> **ACTIVITY**:
From the data that follows, copy every line holding the string "config".

-------- INFORMATION PROVIDED

pub mod basic;
pub mod config;
pub mod error;
pub mod logging;
pub mod relay;
pub mod rtcm;

pub use config::{load_config, save_config, RelayConfig};
pub use error::{RelayError, Result};
pub use relay::{ForwardMode, Relay, RelayStatus};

----------------

> **RESPONSE BELOW**:
pub mod config;
pub use config::{load_config, save_config, RelayConfig};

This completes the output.